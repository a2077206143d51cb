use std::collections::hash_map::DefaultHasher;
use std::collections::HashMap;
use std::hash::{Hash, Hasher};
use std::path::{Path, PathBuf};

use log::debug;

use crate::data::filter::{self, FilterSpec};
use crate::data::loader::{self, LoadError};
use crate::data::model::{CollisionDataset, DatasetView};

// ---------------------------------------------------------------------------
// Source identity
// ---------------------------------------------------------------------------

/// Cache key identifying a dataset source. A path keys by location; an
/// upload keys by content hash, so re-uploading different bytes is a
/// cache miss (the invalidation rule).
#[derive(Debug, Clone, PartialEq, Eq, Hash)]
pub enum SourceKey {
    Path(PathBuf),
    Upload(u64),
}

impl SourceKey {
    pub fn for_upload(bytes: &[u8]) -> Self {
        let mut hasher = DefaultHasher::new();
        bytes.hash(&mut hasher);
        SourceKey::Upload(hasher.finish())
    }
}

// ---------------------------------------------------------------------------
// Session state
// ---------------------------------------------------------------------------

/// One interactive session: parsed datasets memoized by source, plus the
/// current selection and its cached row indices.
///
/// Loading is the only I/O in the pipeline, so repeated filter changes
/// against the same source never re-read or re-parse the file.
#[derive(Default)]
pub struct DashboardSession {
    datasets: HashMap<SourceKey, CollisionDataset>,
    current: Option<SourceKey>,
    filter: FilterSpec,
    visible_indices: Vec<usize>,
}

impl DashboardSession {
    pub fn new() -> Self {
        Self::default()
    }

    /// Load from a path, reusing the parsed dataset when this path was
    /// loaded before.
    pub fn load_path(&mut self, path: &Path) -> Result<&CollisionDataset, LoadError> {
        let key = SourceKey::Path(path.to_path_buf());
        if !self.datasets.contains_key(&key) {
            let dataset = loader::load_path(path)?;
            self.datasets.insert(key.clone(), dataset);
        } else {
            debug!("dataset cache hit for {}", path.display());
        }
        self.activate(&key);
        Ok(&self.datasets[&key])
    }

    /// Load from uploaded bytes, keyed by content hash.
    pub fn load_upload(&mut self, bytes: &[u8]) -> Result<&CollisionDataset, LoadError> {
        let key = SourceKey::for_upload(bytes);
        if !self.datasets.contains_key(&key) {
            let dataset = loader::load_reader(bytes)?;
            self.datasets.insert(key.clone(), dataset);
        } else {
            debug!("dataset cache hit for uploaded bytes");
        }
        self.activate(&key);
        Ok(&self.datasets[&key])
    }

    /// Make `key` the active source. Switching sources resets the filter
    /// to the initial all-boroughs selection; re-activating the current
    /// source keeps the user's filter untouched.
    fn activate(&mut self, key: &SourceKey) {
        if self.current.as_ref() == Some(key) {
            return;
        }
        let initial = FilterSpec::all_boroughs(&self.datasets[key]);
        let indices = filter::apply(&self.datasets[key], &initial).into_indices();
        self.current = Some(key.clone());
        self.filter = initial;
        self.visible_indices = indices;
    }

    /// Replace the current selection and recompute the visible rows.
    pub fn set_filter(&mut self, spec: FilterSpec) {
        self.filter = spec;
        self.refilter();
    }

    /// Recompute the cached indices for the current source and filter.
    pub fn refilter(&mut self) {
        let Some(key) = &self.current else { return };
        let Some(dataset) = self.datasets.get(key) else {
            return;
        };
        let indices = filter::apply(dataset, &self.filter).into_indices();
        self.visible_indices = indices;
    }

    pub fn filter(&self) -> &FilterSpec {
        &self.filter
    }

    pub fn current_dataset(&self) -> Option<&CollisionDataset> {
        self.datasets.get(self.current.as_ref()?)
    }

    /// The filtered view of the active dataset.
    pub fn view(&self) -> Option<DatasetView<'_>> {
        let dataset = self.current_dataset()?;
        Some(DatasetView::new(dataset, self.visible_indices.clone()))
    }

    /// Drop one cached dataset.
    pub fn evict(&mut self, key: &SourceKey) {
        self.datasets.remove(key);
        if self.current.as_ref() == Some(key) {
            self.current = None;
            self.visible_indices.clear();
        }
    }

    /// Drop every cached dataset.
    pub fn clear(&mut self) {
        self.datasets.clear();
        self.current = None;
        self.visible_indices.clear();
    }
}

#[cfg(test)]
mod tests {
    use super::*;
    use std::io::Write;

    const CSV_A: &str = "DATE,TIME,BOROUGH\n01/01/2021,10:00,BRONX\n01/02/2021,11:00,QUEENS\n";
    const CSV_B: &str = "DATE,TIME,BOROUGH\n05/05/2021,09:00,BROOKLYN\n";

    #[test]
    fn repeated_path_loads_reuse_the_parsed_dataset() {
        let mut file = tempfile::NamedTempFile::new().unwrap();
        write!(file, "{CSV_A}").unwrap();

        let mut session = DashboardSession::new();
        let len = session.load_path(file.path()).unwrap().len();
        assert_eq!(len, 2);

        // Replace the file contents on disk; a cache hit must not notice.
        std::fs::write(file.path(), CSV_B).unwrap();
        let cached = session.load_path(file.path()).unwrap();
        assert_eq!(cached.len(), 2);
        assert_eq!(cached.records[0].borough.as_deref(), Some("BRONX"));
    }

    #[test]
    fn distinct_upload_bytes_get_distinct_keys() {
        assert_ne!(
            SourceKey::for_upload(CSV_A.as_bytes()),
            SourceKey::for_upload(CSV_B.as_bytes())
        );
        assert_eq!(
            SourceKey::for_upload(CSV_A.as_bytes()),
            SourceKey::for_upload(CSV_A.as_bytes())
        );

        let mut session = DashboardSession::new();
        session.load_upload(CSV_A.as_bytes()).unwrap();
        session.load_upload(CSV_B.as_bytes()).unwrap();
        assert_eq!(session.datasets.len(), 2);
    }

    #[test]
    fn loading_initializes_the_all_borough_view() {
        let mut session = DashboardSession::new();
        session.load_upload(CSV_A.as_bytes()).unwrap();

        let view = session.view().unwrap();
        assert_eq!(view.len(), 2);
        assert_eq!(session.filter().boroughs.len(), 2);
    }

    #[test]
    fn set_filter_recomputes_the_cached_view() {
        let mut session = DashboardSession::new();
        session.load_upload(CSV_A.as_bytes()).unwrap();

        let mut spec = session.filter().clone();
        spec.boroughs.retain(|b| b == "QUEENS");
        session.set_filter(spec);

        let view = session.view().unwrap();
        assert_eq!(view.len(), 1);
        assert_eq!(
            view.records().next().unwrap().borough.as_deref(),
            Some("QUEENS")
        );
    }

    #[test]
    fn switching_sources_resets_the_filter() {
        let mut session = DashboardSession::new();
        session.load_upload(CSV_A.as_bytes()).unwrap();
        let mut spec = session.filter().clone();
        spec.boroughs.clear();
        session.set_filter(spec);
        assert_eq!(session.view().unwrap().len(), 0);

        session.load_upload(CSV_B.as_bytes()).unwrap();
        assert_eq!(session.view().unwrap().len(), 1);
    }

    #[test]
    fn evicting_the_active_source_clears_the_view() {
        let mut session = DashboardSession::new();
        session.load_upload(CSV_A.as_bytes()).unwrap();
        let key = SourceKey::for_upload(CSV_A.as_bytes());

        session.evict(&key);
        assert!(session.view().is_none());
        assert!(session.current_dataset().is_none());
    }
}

> **Task description**
Please output the listing in full, exactly as it was given above.

> **Answer box**
repository a2077206143d51cb
use std::collections::hash_map::DefaultHasher;
use std::collections::HashMap;
use std::hash::{Hash, Hasher};
use std::path::{Path, PathBuf};

use log::debug;

use crate::data::filter::{self, FilterSpec};
use crate::data::loader::{self, LoadError};
use crate::data::model::{CollisionDataset, DatasetView};

// ---------------------------------------------------------------------------
// Source identity
// ---------------------------------------------------------------------------

/// Cache key identifying a dataset source. A path keys by location; an
/// upload keys by content hash, so re-uploading different bytes is a
/// cache miss (the invalidation rule).
#[derive(Debug, Clone, PartialEq, Eq, Hash)]
pub enum SourceKey {
    Path(PathBuf),
    Upload(u64),
}

impl SourceKey {
    pub fn for_upload(bytes: &[u8]) -> Self {
        let mut hasher = DefaultHasher::new();
        bytes.hash(&mut hasher);
        SourceKey::Upload(hasher.finish())
    }
}

// ---------------------------------------------------------------------------
// Session state
// ---------------------------------------------------------------------------

/// One interactive session: parsed datasets memoized by source, plus the
/// current selection and its cached row indices.
///
/// Loading is the only I/O in the pipeline, so repeated filter changes
/// against the same source never re-read or re-parse the file.
#[derive(Default)]
pub struct DashboardSession {
    datasets: HashMap<SourceKey, CollisionDataset>,
    current: Option<SourceKey>,
    filter: FilterSpec,
    visible_indices: Vec<usize>,
}

impl DashboardSession {
    pub fn new() -> Self {
        Self::default()
    }

    /// Load from a path, reusing the parsed dataset when this path was
    /// loaded before.
    pub fn load_path(&mut self, path: &Path) -> Result<&CollisionDataset, LoadError> {
        let key = SourceKey::Path(path.to_path_buf());
        if !self.datasets.contains_key(&key) {
            let dataset = loader::load_path(path)?;
            self.datasets.insert(key.clone(), dataset);
        } else {
            debug!("dataset cache hit for {}", path.display());
        }
        self.activate(&key);
        Ok(&self.datasets[&key])
    }

    /// Load from uploaded bytes, keyed by content hash.
    pub fn load_upload(&mut self, bytes: &[u8]) -> Result<&CollisionDataset, LoadError> {
        let key = SourceKey::for_upload(bytes);
        if !self.datasets.contains_key(&key) {
            let dataset = loader::load_reader(bytes)?;
            self.datasets.insert(key.clone(), dataset);
        } else {
            debug!("dataset cache hit for uploaded bytes");
        }
        self.activate(&key);
        Ok(&self.datasets[&key])
    }

    /// Make `key` the active source. Switching sources resets the filter
    /// to the initial all-boroughs selection; re-activating the current
    /// source keeps the user's filter untouched.
    fn activate(&mut self, key: &SourceKey) {
        if self.current.as_ref() == Some(key) {
            return;
        }
        let initial = FilterSpec::all_boroughs(&self.datasets[key]);
        let indices = filter::apply(&self.datasets[key], &initial).into_indices();
        self.current = Some(key.clone());
        self.filter = initial;
        self.visible_indices = indices;
    }

    /// Replace the current selection and recompute the visible rows.
    pub fn set_filter(&mut self, spec: FilterSpec) {
        self.filter = spec;
        self.refilter();
    }

    /// Recompute the cached indices for the current source and filter.
    pub fn refilter(&mut self) {
        let Some(key) = &self.current else { return };
        let Some(dataset) = self.datasets.get(key) else {
            return;
        };
        let indices = filter::apply(dataset, &self.filter).into_indices();
        self.visible_indices = indices;
    }

    pub fn filter(&self) -> &FilterSpec {
        &self.filter
    }

    pub fn current_dataset(&self) -> Option<&CollisionDataset> {
        self.datasets.get(self.current.as_ref()?)
    }

    /// The filtered view of the active dataset.
    pub fn view(&self) -> Option<DatasetView<'_>> {
        let dataset = self.current_dataset()?;
        Some(DatasetView::new(dataset, self.visible_indices.clone()))
    }

    /// Drop one cached dataset.
    pub fn evict(&mut self, key: &SourceKey) {
        self.datasets.remove(key);
        if self.current.as_ref() == Some(key) {
            self.current = None;
            self.visible_indices.clear();
        }
    }

    /// Drop every cached dataset.
    pub fn clear(&mut self) {
        self.datasets.clear();
        self.current = None;
        self.visible_indices.clear();
    }
}

#[cfg(test)]
mod tests {
    use super::*;
    use std::io::Write;

    const CSV_A: &str = "DATE,TIME,BOROUGH\n01/01/2021,10:00,BRONX\n01/02/2021,11:00,QUEENS\n";
    const CSV_B: &str = "DATE,TIME,BOROUGH\n05/05/2021,09:00,BROOKLYN\n";

    #[test]
    fn repeated_path_loads_reuse_the_parsed_dataset() {
        let mut file = tempfile::NamedTempFile::new().unwrap();
        write!(file, "{CSV_A}").unwrap();

        let mut session = DashboardSession::new();
        let len = session.load_path(file.path()).unwrap().len();
        assert_eq!(len, 2);

        // Replace the file contents on disk; a cache hit must not notice.
        std::fs::write(file.path(), CSV_B).unwrap();
        let cached = session.load_path(file.path()).unwrap();
        assert_eq!(cached.len(), 2);
        assert_eq!(cached.records[0].borough.as_deref(), Some("BRONX"));
    }

    #[test]
    fn distinct_upload_bytes_get_distinct_keys() {
        assert_ne!(
            SourceKey::for_upload(CSV_A.as_bytes()),
            SourceKey::for_upload(CSV_B.as_bytes())
        );
        assert_eq!(
            SourceKey::for_upload(CSV_A.as_bytes()),
            SourceKey::for_upload(CSV_A.as_bytes())
        );

        let mut session = DashboardSession::new();
        session.load_upload(CSV_A.as_bytes()).unwrap();
        session.load_upload(CSV_B.as_bytes()).unwrap();
        assert_eq!(session.datasets.len(), 2);
    }

    #[test]
    fn loading_initializes_the_all_borough_view() {
        let mut session = DashboardSession::new();
        session.load_upload(CSV_A.as_bytes()).unwrap();

        let view = session.view().unwrap();
        assert_eq!(view.len(), 2);
        assert_eq!(session.filter().boroughs.len(), 2);
    }

    #[test]
    fn set_filter_recomputes_the_cached_view() {
        let mut session = DashboardSession::new();
        session.load_upload(CSV_A.as_bytes()).unwrap();

        let mut spec = session.filter().clone();
        spec.boroughs.retain(|b| b == "QUEENS");
        session.set_filter(spec);

        let view = session.view().unwrap();
        assert_eq!(view.len(), 1);
        assert_eq!(
            view.records().next().unwrap().borough.as_deref(),
            Some("QUEENS")
        );
    }

    #[test]
    fn switching_sources_resets_the_filter() {
        let mut session = DashboardSession::new();
        session.load_upload(CSV_A.as_bytes()).unwrap();
        let mut spec = session.filter().clone();
        spec.boroughs.clear();
        session.set_filter(spec);
        assert_eq!(session.view().unwrap().len(), 0);

        session.load_upload(CSV_B.as_bytes()).unwrap();
        assert_eq!(session.view().unwrap().len(), 1);
    }

    #[test]
    fn evicting_the_active_source_clears_the_view() {
        let mut session = DashboardSession::new();
        session.load_upload(CSV_A.as_bytes()).unwrap();
        let key = SourceKey::for_upload(CSV_A.as_bytes());

        session.evict(&key);
        assert!(session.view().is_none());
        assert!(session.current_dataset().is_none());
    }
}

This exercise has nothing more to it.